My friend and former colleague Martin Thompson wrote this interesting piece on his reflections on church. I’ve a deep love and respect for Martin and Kay, and all at once, I agree and disagree with him on it. In the interest of online discussion, I wanted to jot a few lines.
I agree in that churches are undoubtedly the most frustrating places on the planet most of the time. I lament the way that the institution has gathered a life and character of its own that can suck life from the most vibrant human; the way that it detracts from the life-giving message of the Kingdom in exchange for Churchianity; the way it wounds its broken with its rules and regulations, over-riding transformative grace; the way it bores us to bloody tears at times. As a pastor/minister all these years I’ve been in a variety of settings which have made me weep real tears. I’ve experienced times when the church has ground me down to nothing and left me dangling precariously on a deep cavity of disillusionment. In response to this challenge over the years I’ve tried many things: running away; disengaging; calling it to higher ideals and trying to change it; totally succumbing to the pressures and playing the game; speaking out about it; keeping my head down. You name it, I’ve probably tried it as part of the heart and mental gymnastics one must do to live alongside it. He’s right – church is broken, it’s not the fulness of the Kingdom, and it may never be.
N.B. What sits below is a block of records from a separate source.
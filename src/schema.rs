//!
//! Loads element definitions from an `EBMLSchema` XML document (the format used by RFC 8794 and the Matroska project).
//!
//! Only the attributes needed for parsing are kept.  `<element>` entries are indexed by id when the document is loaded, but their type names are not resolved until a tag is actually looked up.
//!

use std::collections::HashMap;
use std::fs::File;
use std::io::{BufRead, BufReader};
use std::path::Path;

use log::warn;
use quick_xml::events::{BytesStart, Event};
use quick_xml::Reader;

use ebml_streaming_specification::{ElementDefinition, ElementType, SchemaSource};

use crate::errors::schema::SchemaError;

const ROOT: &[u8] = b"EBMLSchema";
const ELEMENT: &[u8] = b"element";

#[derive(Clone, Debug)]
struct SchemaEntry {
    name: String,
    path: String,
    type_name: String,
    default_value: Option<String>,
}

///
/// A [`SchemaSource`] backed by an `EBMLSchema` XML document.
///
/// ```
/// use ebml_streaming::schema::XmlSchema;
/// use ebml_streaming::specification::{ElementType, SchemaSource};
///
/// let schema = XmlSchema::from_str(r#"
///     <EBMLSchema xmlns="urn:ietf:rfc:8794" docType="webm" version="4">
///         <element name="Cluster" path="\Segment\Cluster" id="0x1F43B675" type="master"/>
///     </EBMLSchema>"#).unwrap();
///
/// let cluster = schema.find_by_tag(0x1F43B675).unwrap();
/// assert_eq!(ElementType::Master, cluster.element_type);
/// ```
///
#[derive(Clone, Debug, Default)]
pub struct XmlSchema {
    doc_type: Option<String>,
    entries: HashMap<u64, SchemaEntry>,
}

impl XmlSchema {

    ///
    /// Parses a schema from an in-memory document.
    ///
    /// # Errors
    ///
    /// Returns [`SchemaError::MissingRoot`] if the document's root isn't `EBMLSchema`, or an error if the XML is malformed or an element id can't be read.
    ///
    #[allow(clippy::should_implement_trait)]
    pub fn from_str(document: &str) -> Result<Self, SchemaError> {
        Self::from_reader(document.as_bytes())
    }

    pub fn from_path<P: AsRef<Path>>(path: P) -> Result<Self, SchemaError> {
        let file = File::open(path)?;
        Self::from_reader(BufReader::new(file))
    }

    pub fn from_reader<R: BufRead>(source: R) -> Result<Self, SchemaError> {
        let mut reader = Reader::from_reader(source);
        let mut schema = XmlSchema::default();
        let mut buf = Vec::new();
        let mut depth = 0usize;
        let mut saw_root = false;

        loop {
            match reader.read_event_into(&mut buf)? {
                Event::Start(ref e) => {
                    schema.visit(e, depth, &mut saw_root)?;
                    depth += 1;
                },
                Event::Empty(ref e) => {
                    schema.visit(e, depth, &mut saw_root)?;
                },
                Event::End(_) => {
                    depth = depth.saturating_sub(1);
                },
                Event::Eof => break,
                _ => {}
            }
            buf.clear();
        }

        if !saw_root {
            return Err(SchemaError::MissingRoot);
        }
        Ok(schema)
    }

    fn visit(&mut self, e: &BytesStart, depth: usize, saw_root: &mut bool) -> Result<(), SchemaError> {
        match depth {
            0 => {
                if e.local_name().as_ref() != ROOT {
                    return Err(SchemaError::MissingRoot);
                }
                *saw_root = true;
                self.doc_type = attribute(e, "docType")?;
            },
            1 if e.local_name().as_ref() == ELEMENT => {
                let name = attribute(e, "name")?.unwrap_or_default();
                let id = attribute(e, "id")?.unwrap_or_default();
                let tag = parse_id(&id).ok_or_else(|| SchemaError::InvalidId { name: name.clone(), id: id.clone() })?;
                let entry = SchemaEntry {
                    path: attribute(e, "path")?.unwrap_or_default(),
                    type_name: attribute(e, "type")?.unwrap_or_default(),
                    default_value: attribute(e, "default")?,
                    name,
                };
                if self.entries.contains_key(&tag) {
                    warn!("Schema declares id 0x{tag:X} more than once; keeping the first declaration");
                } else {
                    self.entries.insert(tag, entry);
                }
            },
            _ => {}
        }
        Ok(())
    }

    ///
    /// The `docType` attribute of the schema root, if present.
    ///
    pub fn doc_type(&self) -> Option<&str> {
        self.doc_type.as_deref()
    }

    pub fn len(&self) -> usize {
        self.entries.len()
    }

    pub fn is_empty(&self) -> bool {
        self.entries.is_empty()
    }
}

impl SchemaSource for XmlSchema {
    fn find_by_tag(&self, tag: u64) -> Option<ElementDefinition> {
        let entry = self.entries.get(&tag)?;
        let element_type = match ElementType::from_schema_name(&entry.type_name) {
            Some(element_type) => element_type,
            None => {
                warn!("Schema element '{}' (0x{:X}) has unsupported type '{}'", entry.name, tag, entry.type_name);
                return None;
            }
        };

        let definition = ElementDefinition::new(tag, &entry.name, &entry.path, element_type);
        Some(match &entry.default_value {
            Some(default_value) => definition.with_default(default_value),
            None => definition,
        })
    }
}

fn attribute(e: &BytesStart, name: &str) -> Result<Option<String>, SchemaError> {
    for attr in e.attributes() {
        let attr = attr.map_err(|err| SchemaError::Xml(quick_xml::Error::from(err)))?;
        if attr.key.as_ref() == name.as_bytes() {
            return Ok(Some(std::str::from_utf8(&attr.value)?.to_string()));
        }
    }
    Ok(None)
}

///
/// Schema ids are usually hex (`0x1A45DFA3`) but plain decimal is accepted too.
///
fn parse_id(id: &str) -> Option<u64> {
    let id = id.trim();
    let tag = match id.strip_prefix("0x").or_else(|| id.strip_prefix("0X")) {
        Some(hex) => u64::from_str_radix(hex, 16).ok(),
        None => id.parse().ok(),
    };
    tag.filter(|tag| *tag != 0)
}

#[cfg(test)]
mod tests {
    use super::*;

    const SCHEMA: &str = r#"<?xml version="1.0" encoding="utf-8"?>
<EBMLSchema xmlns="urn:ietf:rfc:8794" docType="webm" version="4">
  <element name="Segment" path="\Segment" id="0x18538067" type="master" unknownsizeallowed="1">
    <documentation lang="en" purpose="definition">The Root Element.</documentation>
  </element>
  <element name="Timestamp" path="\Segment\Cluster\Timestamp" id="231" type="uinteger"/>
  <element name="TimestampScale" path="\Segment\Info\TimestampScale" id="0x2AD7B1" type="uinteger" default="1000000"/>
  <element name="Odd" path="\Segment\Odd" id="0x4000" type="complex"/>
</EBMLSchema>"#;

    #[test]
    fn reads_elements() {
        let schema = XmlSchema::from_str(SCHEMA).unwrap();
        assert_eq!(4, schema.len());
        assert_eq!(Some("webm"), schema.doc_type());

        let segment = schema.find_by_tag(0x18538067).unwrap();
        assert_eq!("Segment", segment.name);
        assert_eq!(ElementType::Master, segment.element_type);
        assert!(segment.element_path().is_root());
    }

    #[test]
    fn decimal_ids() {
        let schema = XmlSchema::from_str(SCHEMA).unwrap();
        let timestamp = schema.find_by_tag(0xE7).unwrap();
        assert_eq!("Timestamp", timestamp.name);
        assert!(schema.find_by_tag(231 + 1).is_none());
    }

    #[test]
    fn default_values_kept() {
        let schema = XmlSchema::from_str(SCHEMA).unwrap();
        let scale = schema.find_by_tag(0x2AD7B1).unwrap();
        assert_eq!(Some("1000000".to_string()), scale.default_value);
    }

    #[test]
    fn unsupported_type_is_a_miss() {
        let schema = XmlSchema::from_str(SCHEMA).unwrap();
        assert!(schema.find_by_tag(0x4000).is_none());
    }

    #[test]
    fn wrong_root() {
        let result = XmlSchema::from_str(r#"<Schema><element name="A" id="0x81" type="uinteger"/></Schema>"#);
        assert!(matches!(result, Err(SchemaError::MissingRoot)));
    }

    #[test]
    fn empty_document() {
        assert!(matches!(XmlSchema::from_str(""), Err(SchemaError::MissingRoot)));
    }

    #[test]
    fn bad_id() {
        let result = XmlSchema::from_str(r#"<EBMLSchema><element name="A" path="\A" id="0xZZ" type="uinteger"/></EBMLSchema>"#);
        match result {
            Err(SchemaError::InvalidId { name, id }) => {
                assert_eq!("A", name);
                assert_eq!("0xZZ", id);
            },
            other => panic!("unexpected result {other:?}"),
        }
    }

    #[test]
    fn nested_elements_ignored() {
        let schema = XmlSchema::from_str(r#"<EBMLSchema>
            <element name="A" path="\A" id="0x81" type="master">
                <extension><element name="Inner" id="0x82" type="uinteger"/></extension>
            </element>
        </EBMLSchema>"#).unwrap();
        assert_eq!(1, schema.len());
        assert!(schema.find_by_tag(0x82).is_none());
    }
}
There also may well be something better still to come. I have a deep sympathy with the frustrations that ‘church’ brings and a little part of me is envious of Martin and Kay’s current freedom.
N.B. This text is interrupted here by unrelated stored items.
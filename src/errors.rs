pub mod tool {
    use std::string::FromUtf8Error;

    #[derive(thiserror::Error, Debug, Clone, PartialEq)]
    pub enum ToolError {
        #[error("Unrepresentable Vint size encountered.")]
        ReadVintOverflow,

        #[error("Value too large to be written as a vint: {0}")]
        WriteVintOverflow(u64),

        #[error("Value outside the range of a signed vint: {0}")]
        WriteSignedVintOverflow(i64),

        #[error("Could not read unsigned int from array: {0:?}")]
        ReadU64Overflow(Vec<u8>),

        #[error("Could not read int from array: {0:?}")]
        ReadI64Overflow(Vec<u8>),

        #[error("Could not read float from array: {0:?}")]
        ReadF64Mismatch(Vec<u8>),

        #[error("Could not read date from array: {0:?}")]
        ReadDateMismatch(Vec<u8>),

        #[error("Could not read utf8 string from array")]
        FromUtf8Error(#[source] FromUtf8Error),

        #[error("Could not interpret default value '{value}' as {expected}")]
        DefaultValueMismatch { value: String, expected: &'static str },
    }
}

pub mod schema {
    use std::io;

    #[derive(thiserror::Error, Debug)]
    pub enum SchemaError {
        #[error("Provided schema is not an EBMLSchema document")]
        MissingRoot,

        #[error("XML parsing error: {0}")]
        Xml(#[from] quick_xml::Error),

        #[error("UTF-8 encoding error: {0}")]
        Utf8(#[from] std::str::Utf8Error),

        #[error("Schema element '{name}' has an invalid id '{id}'")]
        InvalidId { name: String, id: String },

        #[error("Error reading schema document")]
        Io(#[from] io::Error),
    }
}

pub mod document {

    #[derive(thiserror::Error, Debug, Clone, PartialEq)]
    pub enum HeaderError {
        #[error("Header element {name} (0x{tag:X}) is missing")]
        Missing { tag: u64, name: &'static str },

        #[error("Header element {name} (0x{tag:X}) occurs {count} times, expected once")]
        Duplicate { tag: u64, name: &'static str, count: usize },

        #[error("Header element {name} (0x{tag:X}) has no readable value")]
        Unreadable { tag: u64, name: &'static str },
    }
}

pub mod writer {
    use std::io;

    #[derive(thiserror::Error, Debug)]
    pub enum WriterError {
        #[error("Element 0x{tag:X} has no value to write")]
        MissingValue { tag: u64 },

        #[error("Problem writing data tag size. {0}")]
        TagSize(#[from] super::tool::ToolError),

        #[error("Error writing to destination.")]
        Write(#[from] io::Error),
    }
}

pub mod parser {
    use super::tool::ToolError;

    ///
    /// A problem found while reading the stream.
    ///
    /// None of these stop the parser: they are reported through trace events and logged, and parsing continues with the next element.
    ///
    #[derive(thiserror::Error, Debug, Clone, PartialEq)]
    pub enum ParseFault {
        #[error("Unknown tag id 0x{tag:X} at offset {offset}, skipping {size:?} bytes")]
        UnknownTag { tag: u64, offset: u64, size: Option<u64> },

        #[error("Corrupted element header at offset {offset}")]
        CorruptHeader { offset: u64, #[source] source: ToolError },

        #[error("Could not interpret value of tag 0x{tag:X} at offset {offset}")]
        Materialization { tag: u64, offset: u64, #[source] source: ToolError },

        #[error("Tag 0x{tag:X} at offset {offset} appeared before any EBML header")]
        OutsideDocument { tag: u64, offset: u64 },

        #[error("Value element 0x{tag:X} at offset {offset} declares an unknown size")]
        UnknownSizedValue { tag: u64, offset: u64 },

        #[error("Discarded {length} unparsed bytes at offset {offset}")]
        DiscardedTail { offset: u64, length: usize },
    }

    #[derive(thiserror::Error, Debug, Clone, Copy, PartialEq, Eq)]
    pub enum FeedError {
        #[error("The parser this feeder belongs to has been dropped")]
        ParserDropped,
    }
}
//!
//! Contains the vint codec and the value readers used when working with EBML encoded streams.
//!
//! Tag ids and element sizes are both encoded as vints, but they are decoded differently: a tag id keeps its marker bit (the id `0x1A45DFA3` is written as exactly those bytes), while a size has the marker stripped before the remaining bits are reassembled.
//!

use std::convert::TryInto;

use super::element::EbmlSize;
use super::errors::tool::ToolError;

///
/// Trait to enable easy serialization to a vint.
///
/// This is only available for types that can be cast as `u64`.  The all-ones pattern of each width is reserved for "unknown size" and is never produced.
///
pub trait Vint: Into<u64> + Copy {
    ///
    /// Returns a representation of the current value as a vint array.
    ///
    /// # Errors
    ///
    /// This can return an error if the value is too large to be representable as a vint.
    ///
    fn as_vint(&self) -> Result<Vec<u8>, ToolError> {
        let val: u64 = (*self).into();
        check_size_u64(val, 8)?;
        let mut length = 1;
        while length <= 8 {
            if val < (1 << (7 * length)) - 1 {
                break;
            }
            length += 1;
        }

        Ok(as_vint_no_check_u64(val, length))
    }

    ///
    /// Returns a representation of the current value as a vint array with a specified length.
    ///
    /// # Errors
    ///
    /// This can return an error if the value is too large to be representable as a vint.
    ///
    fn as_vint_with_length(&self, length: usize) -> Result<Vec<u8>, ToolError> {
        let val: u64 = (*self).into();
        if length == 0 || length > 8 {
            return Err(ToolError::WriteVintOverflow(val));
        }
        check_size_u64(val, length)?;
        Ok(as_vint_no_check_u64(val, length))
    }
}

impl Vint for u64 { }
impl Vint for u32 { }
impl Vint for u16 { }
impl Vint for u8 { }

#[inline]
fn check_size_u64(val: u64, max_length: usize) -> Result<(), ToolError> {
    if val >= (1 << (max_length * 7)) - 1 {
        Err(ToolError::WriteVintOverflow(val))
    } else {
        Ok(())
    }
}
Where I disagree is bound up in this: I need Martin and Kay, and his family. They are me, at least part of me. We probably haven’t seen each other in a good while, and we’ve currently no plans, but that’s not the point. I don’t want to ‘do church’ with them or have them join my small group, or have them sit beside me on a Sunday morning. I’m not talking about institutionalising them, but I need their community, their vision, their influence…and yes, Martin, I totally need you to be about more than your job, your family unit and your frustrations. I need your fulness and your brokenness, your love and your frustration, your energy and your exhaustion…and maybe even a beer. You see, we’re family. There is something we share deeply and I’m reasonably sure that if I were living near you I’d be saying: hey buddy, you’re holding out on us…and let me really encourage you not to hold out on dealing with those big questions that prolong the vision coming to fruition because in doing that work you may well become the conduit through which your desired transformation happens. I know this is the bit that’s a pain in the ass, but no-one is going to fulfil your deep desires and vision apart from you…figuring it out, sharing it and inviting others to partner in it. Without that, you’re all on your own, buddy. *tumbleweed*
But I get it. Even whilst still ‘part and parcel’ of the institution, sometimes fully against my better judgement, I have to say don’t leave us in the lurch. It’s not about you. Life is not about you, but you are about life and that life includes the rest of us (whoever the local ‘us’ might be). It’s about us, and we need to work this thing out together. It IS worth it. There are people out there who need help to reimagine. However, it was Bonhoeffer who said that the one thing likely to destroy all possibility of community is our high ideals of community. Community is messy, frustrating, hurtful, costly and all that…but it’s essential, it’s at the heart of following Jesus, and we need each other.
3 thoughts on “Martin on ‘Church’”
Thanks for the challenge Andrew – and yes, let’s grab a beer one of these days.
My honest response – I haven’t given up on faith, on following Jesus, just on how church is done. I believe there is another way, and want to seek it out, but don’t always know where to start, or whether I’ve got the energy to do so. There have been moments when I’ve been close to giving up, but somehow I keep being pulled back in.
I don’t disagree with Bonhoeffer, and in a way that’s what keeps us away from what currently exists, and leaning towards that which is yet to be born. What I need to sort out in my head is what I’m/we’re prepared to compromise on to make it work. Right now, it feels like it’s all non-negotiable.
Thanks again for the challenge…much to think on.
I didn’t imagine for a second you’d given up on faith, and I understand the church angst. Don’t think too long bro 😉
There were times where faith ran dry and thin…but I’m in a better place for having walked through that place. Thanks again, let’s see what happens.